Я вам не путешествие свое рассказываю, а историю своего нравственного процесса.

Стало быть, прямо в Париж.

Приехал я, разумеется, налегке, т. е. с одним червонцем, и поселился сначала в 5 этаже Hotel du Maroc (rue de Seine), за 25 франков в месяц. И прекрасно бы там и прожить было… Не стану описывать вам, как я бегал по Парижу, как я очаровал доброго, но слабоумного Николая Ив Трубецкого* и его больше начитанную, чем умную половину*, как вообще тут меня носили на руках…

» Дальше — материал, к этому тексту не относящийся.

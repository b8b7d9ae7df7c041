//! printf-style message formatting
//!
//! Placeholders:
//! - `%s`: any argument, displayed as-is
//! - `%d`: number (integers exact, floats as numbers, numeric strings accepted)
//! - `%i`: integer, truncating floats
//! - `%f`: floating point number
//! - `%j`, `%o`, `%O`: JSON
//! - `%%`: a literal `%`
//!
//! Any other `%x` is copied through unchanged. Arguments left over after the
//! last placeholder are appended, separated by spaces. A template given with
//! no arguments at all is returned verbatim.

use std::fmt;

use thiserror::Error;

/// A positional formatting argument
#[derive(Debug, Clone, PartialEq)]
pub enum Arg {
    Str(String),
    Int(i64),
    UInt(u64),
    Float(f64),
    Bool(bool),
    Json(serde_json::Value),
}

impl Arg {
    /// Short name of the argument kind, used in error messages
    pub fn kind(&self) -> &'static str {
        match self {
            Arg::Str(_) => "string",
            Arg::Int(_) | Arg::UInt(_) => "integer",
            Arg::Float(_) => "float",
            Arg::Bool(_) => "bool",
            Arg::Json(_) => "json",
        }
    }

    fn as_f64(&self) -> Option<f64> {
        match self {
            Arg::Int(v) => Some(*v as f64),
            Arg::UInt(v) => Some(*v as f64),
            Arg::Float(v) => Some(*v),
            Arg::Str(s) => s.trim().parse::<f64>().ok(),
            Arg::Json(value) => value.as_f64(),
            Arg::Bool(_) => None,
        }
    }

    fn to_json(&self) -> serde_json::Value {
        match self {
            Arg::Str(s) => serde_json::Value::from(s.as_str()),
            Arg::Int(v) => serde_json::Value::from(*v),
            Arg::UInt(v) => serde_json::Value::from(*v),
            Arg::Float(v) => serde_json::Value::from(*v),
            Arg::Bool(v) => serde_json::Value::from(*v),
            Arg::Json(value) => value.clone(),
        }
    }
}

impl fmt::Display for Arg {
    fn fmt(&self, f: &mut fmt::Formatter<'_>) -> fmt::Result {
        match self {
            Arg::Str(s) => f.write_str(s),
            Arg::Int(v) => write!(f, "{}", v),
            Arg::UInt(v) => write!(f, "{}", v),
            Arg::Float(v) => write!(f, "{}", v),
            Arg::Bool(v) => write!(f, "{}", v),
            Arg::Json(serde_json::Value::String(s)) => f.write_str(s),
            Arg::Json(value) => write!(f, "{}", value),
        }
    }
}

impl From<&str> for Arg {
    fn from(value: &str) -> Self {
        Arg::Str(value.to_string())
    }
}

impl From<String> for Arg {
    fn from(value: String) -> Self {
        Arg::Str(value)
    }
}

impl From<&String> for Arg {
    fn from(value: &String) -> Self {
        Arg::Str(value.clone())
    }
}

impl From<char> for Arg {
    fn from(value: char) -> Self {
        Arg::Str(value.to_string())
    }
}

impl From<bool> for Arg {
    fn from(value: bool) -> Self {
        Arg::Bool(value)
    }
}

impl From<f32> for Arg {
    fn from(value: f32) -> Self {
        Arg::Float(value as f64)
    }
}

impl From<f64> for Arg {
    fn from(value: f64) -> Self {
        Arg::Float(value)
    }
}

impl From<serde_json::Value> for Arg {
    fn from(value: serde_json::Value) -> Self {
        Arg::Json(value)
    }
}

macro_rules! impl_from_int {
    ($variant:ident, $target:ty: $($ty:ty),*) => {
        $(
            impl From<$ty> for Arg {
                fn from(value: $ty) -> Self {
                    Arg::$variant(value as $target)
                }
            }
        )*
    };
}

impl_from_int!(Int, i64: i8, i16, i32, i64, isize);
impl_from_int!(UInt, u64: u8, u16, u32, u64, usize);

/// Errors from [`format_message`]
#[derive(Error, Debug, Clone, PartialEq)]
pub enum FormatError {
    /// More placeholders than arguments
    #[error("missing argument {index}")]
    MissingArgument { index: usize },

    /// Argument cannot be rendered by its placeholder
    #[error("argument {index} ({found}) does not fit %{spec}")]
    TypeMismatch {
        index: usize,
        spec: char,
        found: &'static str,
    },
}

/// Substitute `args` into `template`
pub fn format_message(template: &str, args: &[Arg]) -> Result<String, FormatError> {
    if args.is_empty() {
        return Ok(template.to_string());
    }

    let mut out = String::with_capacity(template.len() + args.len() * 8);
    let mut next = 0;
    let mut chars = template.chars().peekable();

    while let Some(c) = chars.next() {
        if c != '%' {
            out.push(c);
            continue;
        }

        match chars.peek().copied() {
            Some('%') => {
                chars.next();
                out.push('%');
            }
            Some(spec @ ('s' | 'd' | 'i' | 'f' | 'j' | 'o' | 'O')) => {
                chars.next();
                let arg = args
                    .get(next)
                    .ok_or(FormatError::MissingArgument { index: next })?;
                render(&mut out, spec, arg, next)?;
                next += 1;
            }
            _ => out.push('%'),
        }
    }

    for arg in &args[next..] {
        out.push(' ');
        out.push_str(&arg.to_string());
    }

    Ok(out)
}

/// Like [`format_message`], but falls back to the raw template
///
/// The fallback carries a `[format error: ...]` suffix naming the problem.
pub fn format_or_raw(template: &str, args: &[Arg]) -> String {
    match format_message(template, args) {
        Ok(text) => text,
        Err(e) => format!("{} [format error: {}]", template, e),
    }
}

fn render(out: &mut String, spec: char, arg: &Arg, index: usize) -> Result<(), FormatError> {
    use std::fmt::Write;

    let mismatch = || FormatError::TypeMismatch {
        index,
        spec,
        found: arg.kind(),
    };

    // Writing to a String cannot fail
    let _ = match spec {
        's' => write!(out, "{}", arg),
        'd' => match arg {
            Arg::Int(v) => write!(out, "{}", v),
            Arg::UInt(v) => write!(out, "{}", v),
            _ => write!(out, "{}", number(arg.as_f64().ok_or_else(mismatch)?)),
        },
        'i' => match arg {
            Arg::Int(v) => write!(out, "{}", v),
            Arg::UInt(v) => write!(out, "{}", v),
            _ => write!(out, "{}", arg.as_f64().ok_or_else(mismatch)?.trunc() as i64),
        },
        'f' => write!(out, "{}", arg.as_f64().ok_or_else(mismatch)?),
        _ => write!(out, "{}", arg.to_json()),
    };

    Ok(())
}

/// Integral floats print without a fractional part
fn number(value: f64) -> String {
    if value.is_finite() && value.fract() == 0.0 && value.abs() < 1e15 {
        format!("{}", value as i64)
    } else {
        format!("{}", value)
    }
}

На беду, в одну из обеден встречаю я в церкви известного вам (но достаточно ли известного?) Максима Афанасьева…* Я было прекратил с ним и переписку и сношение по многим причинам — главное потому, что меня начало претить от его страшных теорий. Этот человек у меня, как народ (т. е. гораздо всех нас умнее), а беспутен больше, чем самый беспутный из нас. Я делал для него всегда все, что мог, даже больше чем мог, делал по принципу христианства и по принципу служения народу. Не знаю, поймете ли вы — но чего вы не поймете, когда захотите? — почему вид этого человека, один вид разбил во мне последние оплоты всяких форм. Ведь уж он в православии-то дока первой степени.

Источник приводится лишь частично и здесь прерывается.